(Exercise aim):
Copy each line of the entries that contains the word "AuthType".

(Records):
//! Typed access to the OCI services the provider manages.
//!
//! Resources talk to the cloud through the [`DatabaseApi`] and [`DnsApi`]
//! traits. The shipped implementations speak REST over `reqwest`; tests use
//! the in-memory fake from [`crate::testing`].

use std::collections::HashMap;
use std::future::Future;
use std::sync::Arc;

use chrono::{DateTime, Timelike, Utc};
use serde_json::Value;

use crate::config::{AuthType, ProviderConfig};
use crate::error::ProviderError;
use crate::retry::{RetryPolicy, RetrySettings};
use crate::waiter::PollSettings;

/// Declares a lifecycle-state enum with its exact API strings.
///
/// Values the client does not know deserialize to `UnknownValue`.
macro_rules! lifecycle_state {
    ($(#[$meta:meta])* $name:ident { $($variant:ident => $text:literal,)+ }) => {
        $(#[$meta])*
        #[derive(Debug, Clone, PartialEq, Eq, serde::Serialize, serde::Deserialize)]
        #[serde(from = "String", into = "String")]
        pub enum $name {
            $(
                #[doc = $text]
                $variant,
            )+
            /// A value added to the API after this client was written.
            UnknownValue,
        }

        impl $name {
            /// The API string of this state.
            pub fn as_str(&self) -> &'static str {
                match self {
                    $(Self::$variant => $text,)+
                    Self::UnknownValue => "UNKNOWN_ENUM_VALUE",
                }
            }
        }

        impl From<String> for $name {
            fn from(value: String) -> Self {
                match value.as_str() {
                    $($text => Self::$variant,)+
                    _ => Self::UnknownValue,
                }
            }
        }

        impl From<$name> for String {
            fn from(state: $name) -> String {
                state.as_str().to_string()
            }
        }

        impl std::fmt::Display for $name {
            fn fmt(&self, f: &mut std::fmt::Formatter<'_>) -> std::fmt::Result {
                f.write_str(self.as_str())
            }
        }
    };
}

pub mod database;
pub mod dns;
pub mod transport;

pub use database::{DatabaseApi, HttpDatabaseClient};
pub use dns::{DnsApi, HttpDnsClient};
pub use transport::{parse_private_key, HttpSigner, HttpTransport, RequestSigner};

/// Per-request settings every SDK request carries.
#[derive(Debug, Clone, Default, PartialEq, Eq)]
pub struct RequestMetadata {
    /// Retry policy for this call. `None` means a single attempt.
    pub retry_policy: Option<RetryPolicy>,
}

/// One page of a list operation.
#[derive(Debug, Clone, PartialEq)]
pub struct Page<T> {
    /// Items on this page.
    pub items: Vec<T>,
    /// Token of the next page, from the `opc-next-page` header.
    pub opc_next_page: Option<String>,
}

impl<T> Page<T> {
    /// A final page.
    pub fn last(items: Vec<T>) -> Self {
        Self {
            items,
            opc_next_page: None,
        }
    }
}

/// Fetch every page of a list operation.
///
/// `fetch` receives the page token (none for the first page).
pub async fn list_all<T, F, Fut>(mut fetch: F) -> Result<Vec<T>, ProviderError>
where
    F: FnMut(Option<String>) -> Fut,
    Fut: Future<Output = Result<Page<T>, ProviderError>>,
{
    let mut items = Vec::new();
    let mut page = None;
    loop {
        let response = fetch(page).await?;
        items.extend(response.items);
        match response.opc_next_page {
            Some(next) if !next.is_empty() => page = Some(next),
            _ => return Ok(items),
        }
    }
}

/// The SDK clients handed to every resource once the provider is configured.
#[derive(Clone)]
pub struct OracleClients {
    /// Database service.
    pub database: Arc<dyn DatabaseApi>,
    /// DNS service.
    pub dns: Arc<dyn DnsApi>,
    /// Retry knobs from the provider block.
    pub retry: RetrySettings,
    /// Lifecycle wait intervals.
    pub poll: PollSettings,
}

impl std::fmt::Debug for OracleClients {
    fn fmt(&self, f: &mut std::fmt::Formatter<'_>) -> std::fmt::Result {
        f.debug_struct("OracleClients")
            .field("retry", &self.retry)
            .field("poll", &self.poll)
            .finish_non_exhaustive()
    }
}

impl OracleClients {
    /// Clients over the given service implementations.
    pub fn new(database: Arc<dyn DatabaseApi>, dns: Arc<dyn DnsApi>) -> Self {
        Self {
            database,
            dns,
            retry: RetrySettings::default(),
            poll: PollSettings::default(),
        }
    }

    /// Use these retry settings.
    pub fn with_retry(mut self, retry: RetrySettings) -> Self {
        self.retry = retry;
        self
    }

    /// Use these lifecycle poll intervals.
    pub fn with_poll_settings(mut self, poll: PollSettings) -> Self {
        self.poll = poll;
        self
    }

    /// Build REST clients from the provider configuration.
    pub fn from_config(config: &ProviderConfig) -> Result<Self, ProviderError> {
        let signer: Arc<dyn RequestSigner> = match config.auth {
            AuthType::SecurityToken => Arc::new(HttpSigner::session_token(config)?),
            AuthType::ApiKey => Arc::new(HttpSigner::api_key(config)?),
        };

        let database = HttpDatabaseClient::new(HttpTransport::new(
            config.endpoint("database"),
            signer.clone(),
        )?);
        let dns = HttpDnsClient::new(HttpTransport::new(config.endpoint("dns"), signer)?);
        Ok(Self::new(Arc::new(database), Arc::new(dns)).with_retry(config.retry))
    }

    /// Request metadata with the provider's retry policy for `service`.
    pub fn metadata(&self, disable_not_found_retries: bool, service: &str) -> RequestMetadata {
        RequestMetadata {
            retry_policy: Some(self.retry.policy(disable_not_found_retries, service)),
        }
    }
}

/// Render a timestamp the way the SDK prints it into state:
/// `2018-09-14 18:41:05.153 +0000 UTC`.
pub fn format_sdk_time(time: &DateTime<Utc>) -> String {
    let base = time.format("%Y-%m-%d %H:%M:%S").to_string();
    let nanos = time.nanosecond() % 1_000_000_000;
    if nanos == 0 {
        return format!("{} +0000 UTC", base);
    }
    let fraction = format!("{:09}", nanos);
    format!("{}.{} +0000 UTC", base, fraction.trim_end_matches('0'))
}

/// Optional timestamp as a state value.
pub fn sdk_time_value(time: Option<&DateTime<Utc>>) -> Value {
    time.map(|t| Value::String(format_sdk_time(t)))
        .unwrap_or(Value::Null)
}

/// Defined tags as written to state: `"namespace.key" => "value"`.
pub fn defined_tags_to_map(tags: &HashMap<String, HashMap<String, Value>>) -> HashMap<String, String> {
    let mut flat = HashMap::new();
    for (namespace, entries) in tags {
        for (key, value) in entries {
            let value = match value {
                Value::String(s) => s.clone(),
                other => other.to_string(),
            };
            flat.insert(format!("{}.{}", namespace, key), value);
        }
    }
    flat
}

/// Defined tags from state back to the API's nested form.
pub fn map_to_defined_tags(
    flat: &HashMap<String, String>,
) -> Result<HashMap<String, HashMap<String, Value>>, ProviderError> {
    let mut tags: HashMap<String, HashMap<String, Value>> = HashMap::new();
    for (name, value) in flat {
        let (namespace, key) = name.split_once('.').ok_or_else(|| {
            ProviderError::Validation(format!(
                "invalid defined tag '{}': expected namespace.key",
                name
            ))
        })?;
        tags.entry(namespace.to_string())
            .or_default()
            .insert(key.to_string(), Value::String(value.clone()));
    }
    Ok(tags)
}
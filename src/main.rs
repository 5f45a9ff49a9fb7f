//! `terraform-provider-oci` plugin binary.
//!
//! Pass `-debug` to start without the host's magic cookie, for attaching a
//! debugger by hand.

use terraform_provider_oci::{init_logging, serve_with_options, OciProvider, ServeOptions};

#[tokio::main]
async fn main() -> Result<(), Box<dyn std::error::Error>> {
    init_logging();

    let mut options = ServeOptions::new();
    if std::env::args().skip(1).any(|arg| arg == "-debug" || arg == "--debug") {
        options = options.without_magic_cookie();
    }

    serve_with_options(OciProvider::new(), options).await
}
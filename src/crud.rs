//! Generic lifecycle drivers shared by every resource.
//!
//! A resource implements the Crud traits for its SDK calls and state mapping;
//! the drivers here sequence those calls and run the lifecycle waits.

use std::time::Duration;

use tracing::{debug, info};

use crate::error::ProviderError;
use crate::state::ResourceData;
use crate::waiter::{PollSettings, StateChangeConf, StateRefresh};

/// Access to the attribute bag a Crud struct works on.
pub trait CrudData {
    /// The resource's attributes.
    fn data(&self) -> &ResourceData;

    /// Mutable access to the resource's attributes.
    fn data_mut(&mut self) -> &mut ResourceData;

    /// Poll intervals for lifecycle waits.
    fn poll_settings(&self) -> PollSettings {
        PollSettings::default()
    }
}

/// Lifecycle states a resource moves through.
///
/// The defaults describe a resource without a lifecycle: empty target lists
/// mean no wait happens.
pub trait StatefulResource {
    /// The lifecycle state of the last fetched response.
    fn state(&self) -> Option<String> {
        None
    }

    /// States seen while a create is in progress.
    fn created_pending(&self) -> &'static [&'static str] {
        &[]
    }

    /// States that end a create.
    fn created_target(&self) -> &'static [&'static str] {
        &[]
    }

    /// States seen while an update is in progress.
    fn updated_pending(&self) -> &'static [&'static str] {
        &[]
    }

    /// States that end an update.
    fn updated_target(&self) -> &'static [&'static str] {
        &[]
    }

    /// States seen while a delete is in progress.
    fn deleted_pending(&self) -> &'static [&'static str] {
        &[]
    }

    /// States that mean the resource is gone.
    fn deleted_target(&self) -> &'static [&'static str] {
        &[]
    }
}

/// Fetches the remote object and maps it into state.
#[async_trait::async_trait]
pub trait ResourceReader: CrudData + StatefulResource + Send {
    /// Fetch the remote object, keeping it as the current response.
    async fn get(&mut self) -> Result<(), ProviderError>;

    /// Write the current response into the attribute bag.
    async fn set_data(&mut self) -> Result<(), ProviderError>;

    /// Mark the resource as gone.
    fn void_state(&mut self) {
        self.data_mut().set_id("");
    }
}

/// Creates the remote object.
#[async_trait::async_trait]
pub trait ResourceCreator: ResourceReader {
    /// The id of the object returned by `create`.
    fn id(&self) -> String;

    /// Send the create request.
    async fn create(&mut self) -> Result<(), ProviderError>;
}

/// Updates the remote object in place.
#[async_trait::async_trait]
pub trait ResourceUpdater: ResourceReader {
    /// Send the update requests for changed attributes.
    async fn update(&mut self) -> Result<(), ProviderError>;
}

/// Deletes the remote object.
#[async_trait::async_trait]
pub trait ResourceDeleter: ResourceReader {
    /// Send the delete request.
    async fn delete(&mut self) -> Result<(), ProviderError>;
}

/// Refreshes a resource's lifecycle state by re-reading it.
pub struct ReaderRefresh<'a, R: ?Sized>(pub &'a mut R);

#[async_trait::async_trait]
impl<'a, R> StateRefresh for ReaderRefresh<'a, R>
where
    R: ResourceReader + ?Sized + 'a,
{
    async fn refresh(&mut self) -> Result<Option<String>, ProviderError> {
        self.0.get().await?;
        Ok(self.0.state())
    }
}

async fn wait_for<R>(
    resource: &mut R,
    pending: &[&str],
    target: &[&str],
    timeout: Duration,
    not_found_is_target: bool,
) -> Result<Option<String>, ProviderError>
where
    R: ResourceReader + ?Sized,
{
    let mut conf =
        StateChangeConf::new(pending, target, timeout).with_poll_settings(resource.poll_settings());
    conf.not_found_is_target = not_found_is_target;
    conf.wait_for_state(&mut ReaderRefresh(resource)).await
}

/// Create a resource and wait for it to become usable.
pub async fn create_resource<R>(resource: &mut R) -> Result<(), ProviderError>
where
    R: ResourceCreator + ?Sized,
{
    resource.create().await?;

    // The refresh during the wait reads by id.
    let id = resource.id();
    debug!(id = %id, "Created resource");
    resource.data_mut().set_id(id);

    let target = resource.created_target();
    if !target.is_empty() {
        let pending = resource.created_pending();
        let timeout = resource.data().timeouts().create;
        wait_for(resource, pending, target, timeout, false).await?;
    }

    resource.set_data().await
}

/// Refresh a resource from the remote object.
///
/// A not-found response, or a lifecycle state that means deleted, voids the
/// state instead of failing.
pub async fn read_resource<R>(resource: &mut R) -> Result<(), ProviderError>
where
    R: ResourceReader + ?Sized,
{
    if let Err(e) = resource.get().await {
        if e.is_not_found() {
            info!(id = %resource.data().id(), "Resource not found, removing from state");
            resource.void_state();
            return Ok(());
        }
        return Err(e);
    }

    if let Some(state) = resource.state() {
        if resource.deleted_target().contains(&state.as_str()) {
            info!(id = %resource.data().id(), state = %state, "Resource is deleted, removing from state");
            resource.void_state();
            return Ok(());
        }
    }

    resource.set_data().await
}

/// Update a resource and wait for it to settle.
pub async fn update_resource<R>(resource: &mut R) -> Result<(), ProviderError>
where
    R: ResourceUpdater + ?Sized,
{
    resource.update().await?;

    let target = resource.updated_target();
    if !target.is_empty() {
        let pending = resource.updated_pending();
        let timeout = resource.data().timeouts().update;
        wait_for(resource, pending, target, timeout, false).await?;
    }

    resource.set_data().await
}

/// Delete a resource and wait until it is gone.
pub async fn delete_resource<R>(resource: &mut R) -> Result<(), ProviderError>
where
    R: ResourceDeleter + ?Sized,
{
    if let Err(e) = resource.delete().await {
        if !e.is_not_found() {
            return Err(e);
        }
        debug!(id = %resource.data().id(), "Resource already deleted");
    } else {
        let target = resource.deleted_target();
        if !target.is_empty() {
            let pending = resource.deleted_pending();
            let timeout = resource.data().timeouts().delete;
            wait_for(resource, pending, target, timeout, true).await?;
        }
    }

    resource.void_state();
    Ok(())
}

/// Read a data source.
pub async fn read_data_source<R>(source: &mut R) -> Result<(), ProviderError>
where
    R: ResourceReader + ?Sized,
{
    source.get().await?;
    source.set_data().await
}

#[cfg(test)]
mod tests {
    use super::*;
    use crate::error::ServiceError;
    use serde_json::json;
    use std::collections::VecDeque;

    const FAST: PollSettings = PollSettings {
        poll_interval: Duration::from_millis(1),
        max_poll_interval: Duration::from_millis(2),
    };

    /// A resource whose `get` replays scripted lifecycle states.
    struct Widget {
        data: ResourceData,
        states: VecDeque<&'static str>,
        current: Option<String>,
        gone: bool,
        delete_error: Option<u16>,
        calls: Vec<&'static str>,
    }

    impl Widget {
        fn new(states: &[&'static str]) -> Self {
            Self {
                data: ResourceData::new(json!({"id": "ocid1.widget.oc1..aaaa", "name": "w"})),
                states: states.iter().copied().collect(),
                current: None,
                gone: false,
                delete_error: None,
                calls: Vec::new(),
            }
        }

        /// A widget that has not been created yet.
        fn planned(states: &[&'static str]) -> Self {
            let mut widget = Self::new(states);
            widget.data = ResourceData::new(json!({"name": "w"}));
            widget
        }
    }

    impl CrudData for Widget {
        fn data(&self) -> &ResourceData {
            &self.data
        }

        fn data_mut(&mut self) -> &mut ResourceData {
            &mut self.data
        }

        fn poll_settings(&self) -> PollSettings {
            FAST
        }
    }

    impl StatefulResource for Widget {
        fn state(&self) -> Option<String> {
            self.current.clone()
        }

        fn created_pending(&self) -> &'static [&'static str] {
            &["PROVISIONING"]
        }

        fn created_target(&self) -> &'static [&'static str] {
            &["AVAILABLE"]
        }

        fn updated_pending(&self) -> &'static [&'static str] {
            &["UPDATING"]
        }

        fn updated_target(&self) -> &'static [&'static str] {
            &["AVAILABLE"]
        }

        fn deleted_pending(&self) -> &'static [&'static str] {
            &["TERMINATING"]
        }

        fn deleted_target(&self) -> &'static [&'static str] {
            &["TERMINATED"]
        }
    }

    #[async_trait::async_trait]
    impl ResourceReader for Widget {
        async fn get(&mut self) -> Result<(), ProviderError> {
            self.calls.push("get");
            if self.data.id().is_empty() {
                return Err(ServiceError::new("GetWidget", 404, "NotAuthorizedOrNotFound", "no id").into());
            }
            if self.gone {
                return Err(ServiceError::new("GetWidget", 404, "NotAuthorizedOrNotFound", "gone").into());
            }
            if self.states.len() > 1 {
                self.current = self.states.pop_front().map(str::to_string);
            } else {
                self.current = self.states.front().map(|s| s.to_string());
            }
            Ok(())
        }

        async fn set_data(&mut self) -> Result<(), ProviderError> {
            self.calls.push("set_data");
            let state = self.current.clone().unwrap_or_default();
            self.data.set("state", state);
            Ok(())
        }
    }

    #[async_trait::async_trait]
    impl ResourceCreator for Widget {
        fn id(&self) -> String {
            "ocid1.widget.oc1..bbbb".to_string()
        }

        async fn create(&mut self) -> Result<(), ProviderError> {
            self.calls.push("create");
            Ok(())
        }
    }

    #[async_trait::async_trait]
    impl ResourceUpdater for Widget {
        async fn update(&mut self) -> Result<(), ProviderError> {
            self.calls.push("update");
            Ok(())
        }
    }

    #[async_trait::async_trait]
    impl ResourceDeleter for Widget {
        async fn delete(&mut self) -> Result<(), ProviderError> {
            self.calls.push("delete");
            match self.delete_error {
                Some(status) => Err(ServiceError::new("DeleteWidget", status, "Code", "failed").into()),
                None => Ok(()),
            }
        }
    }

    #[tokio::test]
    async fn test_create_waits_then_sets_id_and_data() {
        let mut widget = Widget::planned(&["PROVISIONING", "PROVISIONING", "AVAILABLE"]);
        create_resource(&mut widget).await.unwrap();

        assert_eq!(widget.data.id(), "ocid1.widget.oc1..bbbb");
        assert_eq!(widget.data.get_string("state").as_deref(), Some("AVAILABLE"));
        assert_eq!(
            widget.calls,
            vec!["create", "get", "get", "get", "set_data"]
        );
    }

    #[tokio::test]
    async fn test_create_fails_on_unexpected_state() {
        let mut widget = Widget::planned(&["PROVISIONING", "FAILED"]);
        let err = create_resource(&mut widget).await.unwrap_err();
        assert!(matches!(err, ProviderError::UnexpectedState { .. }));
        assert!(!widget.calls.contains(&"set_data"));
    }

    #[tokio::test]
    async fn test_read_voids_on_not_found() {
        let mut widget = Widget::new(&["AVAILABLE"]);
        widget.gone = true;
        read_resource(&mut widget).await.unwrap();
        assert_eq!(widget.data.id(), "");
        assert_eq!(widget.data.clone().into_state(), serde_json::Value::Null);
    }

    #[tokio::test]
    async fn test_read_voids_on_deleted_state() {
        let mut widget = Widget::new(&["TERMINATED"]);
        read_resource(&mut widget).await.unwrap();
        assert_eq!(widget.data.id(), "");
        assert_eq!(widget.calls, vec!["get"]);
    }

    #[tokio::test]
    async fn test_read_sets_data() {
        let mut widget = Widget::new(&["AVAILABLE"]);
        read_resource(&mut widget).await.unwrap();
        assert_eq!(widget.data.id(), "ocid1.widget.oc1..aaaa");
        assert_eq!(widget.data.get_string("state").as_deref(), Some("AVAILABLE"));
    }

    #[tokio::test]
    async fn test_update_waits_for_available() {
        let mut widget = Widget::new(&["UPDATING", "AVAILABLE"]);
        update_resource(&mut widget).await.unwrap();
        assert_eq!(widget.calls, vec!["update", "get", "get", "set_data"]);
    }

    #[tokio::test]
    async fn test_delete_waits_until_terminated() {
        let mut widget = Widget::new(&["TERMINATING", "TERMINATED"]);
        delete_resource(&mut widget).await.unwrap();
        assert_eq!(widget.data.id(), "");
        assert_eq!(widget.calls, vec!["delete", "get", "get"]);
    }

    #[tokio::test]
    async fn test_delete_treats_not_found_as_deleted() {
        let mut widget = Widget::new(&["TERMINATING"]);
        widget.delete_error = Some(404);
        delete_resource(&mut widget).await.unwrap();
        assert_eq!(widget.data.id(), "");
        assert_eq!(widget.calls, vec!["delete"]);

        // Disappearing while terminating also counts.
        let mut widget = Widget::new(&["TERMINATING"]);
        widget.gone = true;
        delete_resource(&mut widget).await.unwrap();
        assert_eq!(widget.data.id(), "");
    }

    #[tokio::test]
    async fn test_delete_propagates_other_errors() {
        let mut widget = Widget::new(&["AVAILABLE"]);
        widget.delete_error = Some(409);
        let err = delete_resource(&mut widget).await.unwrap_err();
        assert_eq!(err.status_code(), Some(409));
        assert_eq!(widget.data.id(), "ocid1.widget.oc1..aaaa");
    }

    #[tokio::test]
    async fn test_read_data_source_propagates_errors() {
        let mut widget = Widget::new(&["AVAILABLE"]);
        widget.gone = true;
        let err = read_data_source(&mut widget).await.unwrap_err();
        assert!(err.is_not_found());
    }
}
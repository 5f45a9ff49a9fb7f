//! The OCI provider: dispatches host operations to the registered resource
//! and data source types.

use serde_json::{json, Value};
use tokio::sync::RwLock;
use tracing::{debug, info};

use crate::client::OracleClients;
use crate::config::ProviderConfig;
use crate::error::ProviderError;
use crate::plan::plan_resource;
use crate::resources::Registry;
use crate::schema::{Diagnostic, ProviderSchema, Schema};
use crate::server::ProviderService;
use crate::types::{ImportedResource, PlanResult, ResourceTimeouts};
use crate::validation::{normalize_blocks, validate};

/// Serves every registered resource and data source.
pub struct OciProvider {
    registry: Registry,
    clients: RwLock<Option<OracleClients>>,
}

impl Default for OciProvider {
    fn default() -> Self {
        Self::new()
    }
}

impl OciProvider {
    /// An unconfigured provider; `configure` builds the REST clients.
    pub fn new() -> Self {
        Self {
            registry: Registry::new(),
            clients: RwLock::new(None),
        }
    }

    /// A provider that is already configured with `clients`.
    pub fn with_clients(clients: OracleClients) -> Self {
        Self {
            registry: Registry::new(),
            clients: RwLock::new(Some(clients)),
        }
    }

    async fn clients(&self) -> Result<OracleClients, ProviderError> {
        self.clients.read().await.clone().ok_or_else(|| {
            ProviderError::Configuration(
                "provider is not configured; Configure must run first".to_string(),
            )
        })
    }
}

fn normalized(schema: &Schema, mut value: Value) -> Value {
    normalize_blocks(&schema.block, &mut value);
    value
}

fn timeouts_diagnostics(config: &Value) -> Vec<Diagnostic> {
    match ResourceTimeouts::default().with_overrides(config.get("timeouts")) {
        Ok(_) => Vec::new(),
        Err(e) => vec![Diagnostic::error(e.message()).with_attribute("timeouts")],
    }
}
//! Terraform provider for Oracle Cloud Infrastructure.
//!
//! The provider manages DB systems and DNS steering policy attachments and
//! exposes read-only data sources for DB systems, homes, databases, nodes,
//! backups and steering policy attachments.
//!
//! # Overview
//!
//! - **Protocol**: a gRPC service ([`server`]) carrying JSON-encoded values,
//!   started by the host as a plugin subprocess
//! - **Provider**: [`OciProvider`] dispatches every call to the resource or
//!   data source registered under the requested type name
//! - **Resources**: Crud glue per type ([`resources`]) built on the shared
//!   create/read/update/delete drivers in [`crud`]
//! - **Clients**: typed Database and DNS service clients ([`client`]) with
//!   request signing, retries ([`retry`]) and lifecycle waits ([`waiter`])
//! - **Testing**: an in-memory OCI fake and a provider harness ([`testing`])
//!
//! # Handshake Protocol
//!
//! Once listening, [`serve`] prints the plugin handshake line to stdout:
//!
//! ```text
//! 1|1|tcp|127.0.0.1:50051|grpc
//! ```
//!
//! Format: `<core protocol version>|<provider protocol version>|tcp|<address>|grpc`
//!
//! The host must set `TF_PLUGIN_MAGIC_COOKIE` before launching the binary.
//!
//! # Provider Protocol
//!
//! - **GetMetadata**: resource and data source names
//! - **GetSchema**: schemas for the provider block, resources and data sources
//! - **ValidateProviderConfig** / **Configure**: authentication, region and retry settings
//! - **Stop**: graceful shutdown
//! - **ValidateResourceConfig**: schema and cross-attribute checks
//! - **UpgradeResourceState**: state migration between schema versions
//! - **Plan**: planned state, changed paths and replacement
//! - **Create/Read/Update/Delete**: resource lifecycle, waiting on lifecycle states
//! - **ImportResourceState**: adopt an existing object by OCID
//! - **ValidateDataSourceConfig** / **ReadDataSource**: list and lookup data sources

#![warn(missing_docs)]
#![warn(clippy::all)]

pub mod client;
pub mod config;
pub mod crud;
pub mod error;
pub mod filter;
pub mod logging;
pub mod plan;
pub mod provider;
pub mod resources;
pub mod retry;
pub mod schema;
pub mod server;
pub mod state;
pub mod testing;
pub mod types;
pub mod validation;
pub mod waiter;

#[allow(missing_docs)]
#[allow(clippy::all)]
pub mod generated;

// Re-export main types at crate root
pub use config::ProviderConfig;
pub use error::{ProviderError, ServiceError};
pub use logging::{init_logging, init_logging_with_default};
pub use provider::OciProvider;
pub use schema::ProviderSchema;
pub use server::{serve, serve_on_listener, serve_with_options, ProviderService, ServeOptions};
pub use types::{
    AttributeChange, ImportedResource, PlanResult, ProviderMetadata, ResourceTimeouts,
    ServerCapabilities, PROTOCOL_VERSION,
};
pub use validation::validate;

pub use async_trait::async_trait;
pub use serde_json;
pub use tracing;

(Result for this task):
use crate::config::{AuthType, ProviderConfig};
            AuthType::SecurityToken => Arc::new(HttpSigner::session_token(config)?),
            AuthType::ApiKey => Arc::new(HttpSigner::api_key(config)?),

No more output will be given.